Slip sat up and he was fairly certain he saw the
Pacific Pride
coming around the point of the islands to the north. There was the black hull and the large white wheelhouse. The big boat rolled through the water and a small cascade of foam angled out from the bow.

Ellie untied the dory from the tangle of kelp and Slip took the oars. Instead of trying to row directly for the boat, he followed the current and aimed for a course he hoped would bring them together. Ellie waved her arms and Slip pulled hard on the oars. Slip stared toward the pilothouse, and after a few minutes he said, “Something’s not right.”

The big boat was closing the distance between them but was not correcting its course to come close to the dory. The
Pacific Pride
was heading on a course far to their port side. Slip pulled harder but there was no way he could catch up with the
Pride
. Johnny was not slowing down and Slip could not come close. The
Pride
 … and Annabelle … were passing them by.

Slip bore into the oars with so much of his weight that he felt the muscles knotting up under his shoulder blade. He wanted to lift the boat out of the water but the little dory just slid along.

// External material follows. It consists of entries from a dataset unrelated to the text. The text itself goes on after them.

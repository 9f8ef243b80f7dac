//! Error types for the prediction engine

use thiserror::Error;

/// Engine error taxonomy
#[derive(Error, Debug)]
pub enum EngineError {
    /// Unknown calibration method, weights that do not sum to 1.0, bad config file
    #[error("Configuration error: {0}")]
    Configuration(String),

    /// Nothing to score, fit or validate against
    #[error("Insufficient data: {0}")]
    InsufficientData(String),

    /// Odds or probability outside the domain of a strict primitive
    #[error("Value out of range: {0}")]
    Range(String),

    /// Unknown bet or invalid ledger transition
    #[error("Ledger error: {0}")]
    Ledger(String),

    #[error("Persistence error: {0}")]
    Persistence(#[from] sqlx::Error),

    #[error("IO error: {0}")]
    Io(#[from] std::io::Error),

    #[error("Serialization error: {0}")]
    Serialization(#[from] serde_json::Error),

    #[error("Internal error: {0}")]
    Internal(String),
}

impl From<config::ConfigError> for EngineError {
    fn from(err: config::ConfigError) -> Self {
        EngineError::Configuration(err.to_string())
    }
}

impl From<tokio::task::JoinError> for EngineError {
    fn from(err: tokio::task::JoinError) -> Self {
        EngineError::Internal(format!("worker task failed: {err}"))
    }
}

impl EngineError {
    /// Whether the error is scoped to a single entrant and the batch may continue
    pub fn is_entrant_scoped(&self) -> bool {
        matches!(self, EngineError::InsufficientData(_) | EngineError::Range(_))
    }
}

pub type Result<T> = std::result::Result<T, EngineError>;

“Slip … Slip …” Ellie said, her voice rising in panic, “he’s not slowing down. Slip?” She was standing up in the dory now, waving her arms and whistling. The big boat was some fifty yards away from them now and was pulling away.

“There. What’s that?” Slip said and pointed.

On the back deck they saw the door to the pilothouse open. Then there was a flash of movement: Annabelle was standing on the rail with her umbrella in one hand and the birdcage in the other.

“Don’t do it,” Slip said.

“No … Honey …” Ellie said softly. She held her arms out helplessly as the girl jumped off the rail and into the foamy wake hissing on top of the green water.

Slip pulled until he thought all his joints were going to give way. Ellie stripped off her shoes and was about to go over the side of the dory.

“We’re going faster than you can swim in this water. It will only slow us down,” he yelled.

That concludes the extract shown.